Cela s'était sans doute passé après la fête chez Riccardo. Sophia, six lettres. Mais pourquoi donc fallait-il les anagrammer ? C'était moi qui pensais de façon alambiquée. Belbo aime Lorenza, il l'aime justement parce qu'elle est comme elle est, et elle est Sophia – et en songeant qu'elle, à ce moment-là, va savoir... Non, au contraire, Belbo pense de façon beaucoup plus alambiquée. Me revenaient en mémoire les paroles de Diotallevi : « Dans la deuxième sefira, l'Aleph ténébreux se change en l'Aleph lumineux. Du Point Obscur jaillissent les lettres de la Torah, le corps ce sont les consonnes, le souffle les voyelles, et elles accompagnent ensemble la cantilène du dévot. Quand la mélodie des signes se meut, se meuvent avec elle les consonnes et les voyelles. Il en surgit Hokhma, la Sagesse, la Science, l'idée primordiale où tout est contenu comme dans un écrin, prêt à se déployer dans la création. Dans Hokhma est contenue l'essence de tout ce qui suivra... »

Et qu'était Aboulafia, avec sa réserve secrète de files ? L'écrin de ce que Belbo savait, ou croyait savoir, sa Sophia. Il choisit un nom secret pour pénétrer dans les profondeurs d'Aboulafia, l'objet avec quoi il fait l'amour (l'unique) mais ce faisant, il pense simultanément à Lorenza, il voudrait pénétrer dans le cœur de Lorenza et comprendre, de même qu'il peut pénétrer dans le cœur d'Aboulafia, il veut qu'Aboulafia soit impénétrable à tous les autres de même que Lorenza lui est impénétrable, il s'imagine garder, connaître et conquérir le secret de Lorenza de même qu'il possède celui d'Aboulafia...
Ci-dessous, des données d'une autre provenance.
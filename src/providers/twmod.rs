//! twmod schedule source
//!
//! Authenticated JSON GET per (channel, date) with a bearer credential from
//! configuration. A failed date unit is swallowed and the loop moves on to
//! the next date. Channel ids given as bare 3-digit numerics normalize into
//! the provider's synthetic fixed-width form (`"005"` becomes
//! `"MOD_LIVE_0000000005"`); any other id passes through unchanged.

use std::sync::Arc;

use async_trait::async_trait;
use chrono::{NaiveDate, NaiveDateTime, Utc};
use chrono_tz::Asia::Taipei;
use regex::Regex;
use serde::Deserialize;
use tracing::{debug, warn};

use crate::config::TwmodSettings;
use crate::errors::{SourceError, SourceResult};
use crate::models::{AggregateResult, ChannelGuide, DateKeyedSchedule, ProgramEntry};
use crate::providers::query::{day_count_pattern, has_prefix, parse_day_count, split_channel_clauses};
use crate::providers::traits::ProviderHandler;
use crate::schedule::planner::plan_dates;
use crate::transport::Transport;
use crate::utils::clean_channel_name;

const PROVIDER_KEY: &str = "twmod";
const EPG_URL: &str = "https://api.mod.cht.com.tw/epg/channel";
const ID_PREFIX: &str = "MOD_LIVE_";
const TIME_FORMAT: &str = "%Y-%m-%d %H:%M:%S";

#[derive(Debug, Deserialize)]
struct TwmodResponse {
    #[serde(default)]
    programs: Vec<TwmodProgram>,
}

#[derive(Debug, Deserialize)]
struct TwmodProgram {
    #[serde(rename = "programName")]
    name: String,
    #[serde(rename = "startTime")]
    start_time: String,
    #[serde(rename = "endTime")]
    end_time: String,
    #[serde(default)]
    description: String,
}

pub struct TwmodHandler {
    transport: Arc<dyn Transport>,
    settings: TwmodSettings,
    day_count: Regex,
    short_numeric: Regex,
}

impl TwmodHandler {
    pub fn new(transport: Arc<dyn Transport>, settings: TwmodSettings) -> Self {
        Self {
            transport,
            settings,
            day_count: day_count_pattern(PROVIDER_KEY),
            short_numeric: Regex::new(r"^\d{3}$").expect("short-numeric pattern is valid"),
        }
    }

    /// Expand a bare 3-digit id into the provider's synthetic identifier
    fn normalize_channel_id(&self, id: &str) -> String {
        if self.short_numeric.is_match(id) {
            if let Ok(code) = id.parse::<u64>() {
                return format!("{ID_PREFIX}{code:010}");
            }
        }
        id.to_string()
    }

    async fn fetch_day(
        &self,
        token: &str,
        channel_id: &str,
        date: NaiveDate,
    ) -> SourceResult<Vec<TwmodProgram>> {
        let url = format!("{EPG_URL}/{channel_id}?date={}", date.format("%Y-%m-%d"));
        let auth = format!("Bearer {token}");
        let bytes = self
            .transport
            .get(&url, &[("Authorization", auth.as_str())])
            .await?;
        let payload: TwmodResponse =
            serde_json::from_slice(&bytes).map_err(|e| SourceError::parse(PROVIDER_KEY, e))?;
        Ok(payload.programs)
    }
}

fn file_program(schedule: &mut DateKeyedSchedule, program: &TwmodProgram) {
    let Ok(start) = NaiveDateTime::parse_from_str(program.start_time.trim(), TIME_FORMAT) else {
        return;
    };
    let Ok(end) = NaiveDateTime::parse_from_str(program.end_time.trim(), TIME_FORMAT) else {
        return;
    };
    schedule.entry(start.date()).or_default().push(ProgramEntry {
        start: start.format("%H:%M").to_string(),
        end: end.format("%H:%M").to_string(),
        title: program.name.trim().to_string(),
        desc: program.description.trim().to_string(),
        status: None,
    });
}

#[async_trait]
impl ProviderHandler for TwmodHandler {
    fn key(&self) -> &'static str {
        PROVIDER_KEY
    }

    fn matches(&self, query: &str) -> bool {
        has_prefix(query, PROVIDER_KEY)
    }

    async fn handle(&self, query: &str) -> AggregateResult {
        let Some((day_count, rest)) = parse_day_count(&self.day_count, query, PROVIDER_KEY) else {
            debug!(query, "twmod query does not match the expected shape");
            return AggregateResult::new();
        };

        let requests = split_channel_clauses(rest);
        let Some(token) = self.settings.token.clone() else {
            warn!("twmod bearer token is not configured, returning empty guides");
            let mut result = AggregateResult::new();
            for request in requests {
                let id = self.normalize_channel_id(&request.id);
                result.insert(id, ChannelGuide::empty(clean_channel_name(request.display_name())));
            }
            return result;
        };

        let today = Utc::now().with_timezone(&Taipei).date_naive();
        let dates = plan_dates(today, day_count);

        let mut result = AggregateResult::new();
        for request in requests {
            let channel_id = self.normalize_channel_id(&request.id);
            let mut guide = ChannelGuide::empty(clean_channel_name(request.display_name()));
            for date in &dates {
                match self.fetch_day(&token, &channel_id, *date).await {
                    Ok(programs) => {
                        guide.process_count += programs.len() as u32;
                        for program in &programs {
                            file_program(&mut guide.diyp_data, program);
                        }
                    }
                    Err(error) => {
                        // one bad date never stops the remaining dates
                        warn!(channel = %channel_id, date = %date, %error, "twmod day fetch failed");
                    }
                }
            }
            result.insert(channel_id, guide);
        }
        result
    }
}

#[cfg(test)]
mod tests {
    use super::*;
    use crate::transport::HttpTransport;

    fn handler() -> TwmodHandler {
        let http = crate::config::HttpConfig::default();
        TwmodHandler::new(Arc::new(HttpTransport::new(&http)), TwmodSettings::default())
    }

    #[test]
    fn three_digit_ids_expand_to_the_synthetic_form() {
        let handler = handler();
        assert_eq!(handler.normalize_channel_id("005"), "MOD_LIVE_0000000005");
        assert_eq!(handler.normalize_channel_id("050"), "MOD_LIVE_0000000050");
        assert_eq!(handler.normalize_channel_id("123"), "MOD_LIVE_0000000123");
    }

    #[test]
    fn other_id_forms_pass_through() {
        let handler = handler();
        assert_eq!(handler.normalize_channel_id("1234"), "1234");
        assert_eq!(handler.normalize_channel_id("12"), "12");
        assert_eq!(handler.normalize_channel_id("MOD_LIVE_0000000005"), "MOD_LIVE_0000000005");
        assert_eq!(handler.normalize_channel_id("news"), "news");
    }

    #[test]
    fn programs_file_under_their_start_date() {
        let mut schedule = DateKeyedSchedule::new();
        let program = TwmodProgram {
            name: " 公視新聞 ".to_string(),
            start_time: "2024-05-01 08:00:00".to_string(),
            end_time: "2024-05-01 09:30:00".to_string(),
            description: String::new(),
        };
        file_program(&mut schedule, &program);

        let date = NaiveDate::from_ymd_opt(2024, 5, 1).unwrap();
        assert_eq!(schedule[&date][0].start, "08:00");
        assert_eq!(schedule[&date][0].end, "09:30");
        assert_eq!(schedule[&date][0].title, "公視新聞");
    }

    #[test]
    fn malformed_timestamps_drop_the_record() {
        let mut schedule = DateKeyedSchedule::new();
        let program = TwmodProgram {
            name: "News".to_string(),
            start_time: "08:00".to_string(),
            end_time: "09:30".to_string(),
            description: String::new(),
        };
        file_program(&mut schedule, &program);
        assert!(schedule.is_empty());
    }
}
J'étais en train d'inventer une explication et je m'imaginais qu'elle était vraie. Comme pour le Plan : je prenais mes désirs pour la réalité.

Mais comme j'étais ivre, je me remis au clavier et tapai SOPHIA. La machine me redemanda poliment : « Tu as le mot de passe ? » Machine idiote, même à la pensée de Lorenza tu n'es pas saisie d'émotion.